### ASSIGNED TASK
The lines to reproduce run from the first one below to the line containing "the response body", both included. Reproduce them exactly and nothing else.

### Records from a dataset
-- Opening Marker --

// Copyright 2024 Wladimir Palant
//
// Licensed under the Apache License, Version 2.0 (the "License");
// you may not use this file except in compliance with the License.
// You may obtain a copy of the License at
//
// http://www.apache.org/licenses/LICENSE-2.0
//
// Unless required by applicable law or agreed to in writing, software
// distributed under the License is distributed on an "AS IS" BASIS,
// WITHOUT WARRANTIES OR CONDITIONS OF ANY KIND, either express or implied.
// See the License for the specific language governing permissions and
// limitations under the License.

//! # Access log for actix-web
//!
//! [`AccessLog`] produces an access event for each request and passes it to an
//! [`AccessContext`](access_context::AccessContext). The event is emitted once the response body
//! has been sent or dropped. Request data is captured before the request is passed on, values
//! handlers store in the request extensions are read once the response is available.
//!
//! ```rust
//! use access_context::{AccessContext, AccessLogSettings};
//! use actix_access_module::AccessLog;
//! use actix_web::{web, App};
//! use std::sync::Arc;
//!
//! let settings = AccessLogSettings::default();
//! let context = Arc::new(AccessContext::from_settings(&settings).unwrap().unwrap());
//!
//! let app = App::new()
//!     .wrap(AccessLog::from_conf(context, &settings.access_log))
//!     .route("/", web::get().to(|| async { "Hello" }));
//! ```
//!
//! The client address is the peer address of the connection. With `request_attributes_enabled`
//! set for the `actix` runtime, the `Forwarded` and `X-Forwarded-*` headers evaluated by
//! actix-web’s [`ConnectionInfo`](actix_web::dev::ConnectionInfo) are used instead.
//!
//! Session middleware and authentication can make session ID and user name available by
//! inserting [`SessionId`](access_event::SessionId) and [`RemoteUser`](access_event::RemoteUser)
//! into the request extensions. Logging never creates a session.

mod middleware;
mod source;

pub use middleware::{request_attributes, AccessLog, AccessLogBody, AccessLogMiddleware};
// Copyright 2024 Wladimir Palant
//
// Licensed under the Apache License, Version 2.0 (the "License");
// you may not use this file except in compliance with the License.
// You may obtain a copy of the License at
//
// http://www.apache.org/licenses/LICENSE-2.0
//
// Unless required by applicable law or agreed to in writing, software
// distributed under the License is distributed on an "AS IS" BASIS,
// WITHOUT WARRANTIES OR CONDITIONS OF ANY KIND, either express or implied.
// See the License for the specific language governing permissions and
// limitations under the License.

//! Layer capturing request and response bodies for the access log

use access_context::TeeFilterConf;
use access_event::attributes::{INPUT_BUFFER_ATTRIBUTE, OUTPUT_BUFFER_ATTRIBUTE};
use access_event::support::host_and_port;
use access_event::RequestAttributes;
use bytes::{Bytes, BytesMut};
use glob::{MatchOptions, Pattern, PatternError};
use http::{header, Request, Response};
use http_body::{Body, Frame, SizeHint};
use http_body_util::{BodyExt, Either, Full};
use log::{trace, warn};
use std::fmt::{Debug, Display, Formatter};
use std::future::Future;
use std::pin::Pin;
use std::sync::Arc;
use std::task::{ready, Context, Poll};
use tower::{Layer, Service};

use crate::layer::request_attributes;

const MATCH_OPTIONS: MatchOptions = MatchOptions {
    case_sensitive: false,
    require_literal_separator: false,
    require_literal_leading_dot: false,
};

#[derive(Debug)]
struct HostPatterns {
    enabled: bool,
    includes: Vec<Pattern>,
    excludes: Vec<Pattern>,
}

/// Stores request and response bodies in the request attributes
///
/// Request bodies are read completely before the request is passed on. Response bodies are
/// copied while they are being sent.
#[derive(Debug, Clone)]
pub struct TeeLayer {
    hosts: Arc<HostPatterns>,
}

impl Default for TeeLayer {
    fn default() -> Self {
        Self::new()
    }
}

fn compile(patterns: &[String]) -> Result<Vec<Pattern>, PatternError> {
    patterns.iter().map(|pattern| Pattern::new(pattern)).collect()
}

impl TeeLayer {
    /// Creates a layer capturing bodies for all hosts
    pub fn new() -> Self {
        Self {
            hosts: Arc::new(HostPatterns {
                enabled: true,
                includes: Vec::new(),
                excludes: Vec::new(),
            }),
        }
    }

    /// Creates a layer from the `tee_filter` settings, fails on invalid host patterns
    pub fn from_conf(conf: &TeeFilterConf) -> Result<Self, PatternError> {
        Ok(Self {
            hosts: Arc::new(HostPatterns {
                enabled: conf.enabled,
                includes: compile(&conf.includes)?,
                excludes: compile(&conf.excludes)?,
            }),
        })
    }

    /// Checks whether bodies are captured for requests to the given host
    pub fn is_active(&self, host: &str) -> bool {
        let hosts = &self.hosts;
        hosts.enabled
            && (hosts.includes.is_empty()
                || hosts
                    .includes
                    .iter()
                    .any(|pattern| pattern.matches_with(host, MATCH_OPTIONS)))
            && !hosts
                .excludes
                .iter()
                .any(|pattern| pattern.matches_with(host, MATCH_OPTIONS))
    }
}

impl<S> Layer<S> for TeeLayer {
    type Service = TeeService<S>;

    fn layer(&self, inner: S) -> Self::Service {
        TeeService {
            inner,
            layer: self.clone(),
        }
    }
}

/// Service produced by [`TeeLayer`]
#[derive(Debug, Clone)]
pub struct TeeService<S> {
    inner: S,
    layer: TeeLayer,
}

fn host_name<B>(request: &Request<B>) -> &str {
    request
        .headers()
        .get(header::HOST)
        .and_then(|value| value.to_str().ok())
        .map(|host| host_and_port(host).0)
        .or_else(|| request.uri().host())
        .unwrap_or_default()
}

/// Request body passed on by [`TeeService`], the captured copy if the body was read
pub type TeeRequestBody<B> = Either<Full<Bytes>, B>;

impl<S, B, ResBody> Service<Request<B>> for TeeService<S>
where
    S: Service<Request<TeeRequestBody<B>>, Response = Response<ResBody>> + Clone + Send + 'static,
    S::Future: Send + 'static,
    B: Body<Data = Bytes> + Send + 'static,
    B::Error: Display,
    ResBody: Body<Data = Bytes> + 'static,
{
    type Response = Response<TeeBody<ResBody>>;
    type Error = S::Error;
    type Future = Pin<Box<dyn Future<Output = Result<Self::Response, Self::Error>> + Send>>;

    fn poll_ready(&mut self, cx: &mut Context<'_>) -> Poll<Result<(), Self::Error>> {
        self.inner.poll_ready(cx)
    }

    fn call(&mut self, mut request: Request<B>) -> Self::Future {
        let clone = self.inner.clone();
        let mut inner = std::mem::replace(&mut self.inner, clone);

        let attributes = if self.layer.is_active(host_name(&request)) {
            Some(request_attributes(&mut request))
        } else {
            None
        };

        Box::pin(async move {
            let request = match &attributes {
                Some(attributes) => {
                    let (parts, body) = request.into_parts();
                    let body = match body.collect().await {
                        Ok(collected) => collected.to_bytes(),
                        Err(err) => {
                            warn!("Failed reading request body of {}: {err}", parts.uri);
                            Bytes::new()
                        }
                    };
                    trace!("Captured {} bytes of request body", body.len());
                    attributes.set(INPUT_BUFFER_ATTRIBUTE, body.clone());
                    Request::from_parts(parts, Either::Left(Full::new(body)))
                }
                None => request.map(Either::Right),
            };

            let response = inner.call(request).await?;
            Ok(response.map(|body| TeeBody::new(body, attributes)))
        })
    }
}

/// Response body copying the data into the request attributes
///
/// The copy is stored once the last frame passes through.
pub struct TeeBody<B> {
    inner: Pin<Box<B>>,
    capture: Option<(RequestAttributes, BytesMut)>,
}

impl<B> Debug for TeeBody<B> {
    fn fmt(&self, f: &mut Formatter<'_>) -> std::fmt::Result {
        f.debug_struct("TeeBody")
            .field("capturing", &self.capture.is_some())
            .finish_non_exhaustive()
    }
}

impl<B> TeeBody<B> {
    fn new(inner: B, attributes: Option<RequestAttributes>) -> Self {
        Self {
            inner: Box::pin(inner),
            capture: attributes.map(|attributes| (attributes, BytesMut::new())),
        }
    }

    fn store(&mut self) {
        if let Some((attributes, buffer)) = self.capture.take() {
            trace!("Captured {} bytes of response body", buffer.len());
            attributes.set(OUTPUT_BUFFER_ATTRIBUTE, buffer.freeze());
        }
    }
}

impl<B> Body for TeeBody<B>
where
    B: Body<Data = Bytes>,
{
    type Data = Bytes;
    type Error = B::Error;

    fn poll_frame(
        mut self: Pin<&mut Self>,
        cx: &mut Context<'_>,
    ) -> Poll<Option<Result<Frame<Self::Data>, Self::Error>>> {
        let this = &mut *self;
        let result = ready!(this.inner.as_mut().poll_frame(cx));
        match &result {
            Some(Ok(frame)) => {
                if let (Some((_, buffer)), Some(data)) = (&mut this.capture, frame.data_ref()) {
                    buffer.extend_from_slice(data);
                }
                if this.inner.is_end_stream() {
                    this.store();
                }
            }
            Some(Err(_)) | None => this.store(),
        }
        Poll::Ready(result)
    }

    fn is_end_stream(&self) -> bool {
        self.inner.is_end_stream()
    }

    fn size_hint(&self) -> SizeHint {
        self.inner.size_hint()
    }
}

#[cfg(test)]
mod tests {
    use super::*;

    use access_context::AccessLogConf;
    use access_event::{AccessEventSource, IMAGE_CONTENTS_SUPPRESSED};
    use axum::body::Body;
    use axum::routing::get;
    use axum::Router;
    use test_log::test;

    use crate::test_utils::{app, capture_context, send};

    fn conf(includes: &[&str], excludes: &[&str]) -> TeeFilterConf {
        TeeFilterConf {
            enabled: true,
            includes: includes.iter().map(|pattern| (*pattern).to_owned()).collect(),
            excludes: excludes.iter().map(|pattern| (*pattern).to_owned()).collect(),
        }
    }

    fn form_request(host: &str) -> Request<Body> {
        Request::builder()
            .method("POST")
            .uri("/mock-controller/echo?x=0")
            .header(header::HOST, host)
            .header(header::CONTENT_TYPE, "application/x-www-form-urlencoded")
            .body(Body::from("a=1&b=x+y"))
            .unwrap()
    }

    #[test]
    fn host_patterns() {
        let layer = TeeLayer::from_conf(&conf(&["*.example.com"], &["internal.example.com"]))
            .unwrap();
        assert!(layer.is_active("www.example.com"));
        assert!(layer.is_active("WWW.Example.COM"));
        assert!(!layer.is_active("internal.example.com"));
        assert!(!layer.is_active("example.org"));
        assert!(!layer.is_active(""));

        assert!(TeeLayer::new().is_active("anything"));
        assert!(TeeLayer::from_conf(&conf(&[], &[])).unwrap().is_active("x"));
        assert!(!TeeLayer::from_conf(&TeeFilterConf::default())
            .unwrap()
            .is_active("x"));
        assert!(TeeLayer::from_conf(&conf(&["[a"], &[])).is_err());
    }

    #[test(tokio::test)]
    async fn bodies_captured() {
        let (context, capture) = capture_context();
        let conf = AccessLogConf {
            tee_filter: conf(&["*.example.com"], &[]),
            ..Default::default()
        };

        let request = form_request("www.example.com");
        let (status, body) = send(app(context, &conf, false, None), request).await;
        assert_eq!(status, 200);
        assert_eq!(body, "a=1&b=x+y");

        let event = &capture.events()[0];
        assert_eq!(event.request_content(), Some("a=1&b=x+y"));
        assert_eq!(event.response_content(), Some("a=1&b=x+y"));
        assert_eq!(event.request_parameter("x"), ["0"]);
        assert_eq!(event.request_parameter("a"), ["1"]);
        assert_eq!(event.request_parameter("b"), ["x y"]);
        assert_eq!(event.content_length(), 9);
        assert!(event.attribute_map().is_empty());
    }

    #[test(tokio::test)]
    async fn other_hosts_not_captured() {
        let (context, capture) = capture_context();
        let conf = AccessLogConf {
            tee_filter: conf(&["*.example.com"], &[]),
            ..Default::default()
        };

        let request = form_request("example.org");
        let (_, body) = send(app(context, &conf, false, None), request).await;
        assert_eq!(body, "a=1&b=x+y");

        let event = &capture.events()[0];
        assert_eq!(event.request_content(), Some("x=0"));
        assert_eq!(event.response_content(), None);
        assert_eq!(event.request_parameter("a"), ["-"]);
    }

    #[test(tokio::test)]
    async fn images_suppressed() {
        let (context, capture) = capture_context();
        let conf = AccessLogConf {
            tee_filter: conf(&[], &[]),
            ..Default::default()
        };
        let routes = Router::new().route(
            "/image.png",
            get(|| async { ([(header::CONTENT_TYPE, "image/png")], vec![0x89_u8, b'P', b'N']) }),
        );

        let request = Request::builder()
            .uri("/image.png")
            .body(Body::empty())
            .unwrap();
        send(app(context, &conf, false, Some(routes)), request).await;

        let event = &capture.events()[0];
        assert_eq!(event.response_content(), Some(IMAGE_CONTENTS_SUPPRESSED));
        assert_eq!(event.request_content(), Some(""));
        assert_eq!(event.content_length(), 3);
    }
}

-- Closing Marker --

### ANSWER FOR THE TASK
// Copyright 2024 Wladimir Palant
//
// Licensed under the Apache License, Version 2.0 (the "License");
// you may not use this file except in compliance with the License.
// You may obtain a copy of the License at
//
// http://www.apache.org/licenses/LICENSE-2.0
//
// Unless required by applicable law or agreed to in writing, software
// distributed under the License is distributed on an "AS IS" BASIS,
// WITHOUT WARRANTIES OR CONDITIONS OF ANY KIND, either express or implied.
// See the License for the specific language governing permissions and
// limitations under the License.

//! # Access log for actix-web
//!
//! [`AccessLog`] produces an access event for each request and passes it to an
//! [`AccessContext`](access_context::AccessContext). The event is emitted once the response body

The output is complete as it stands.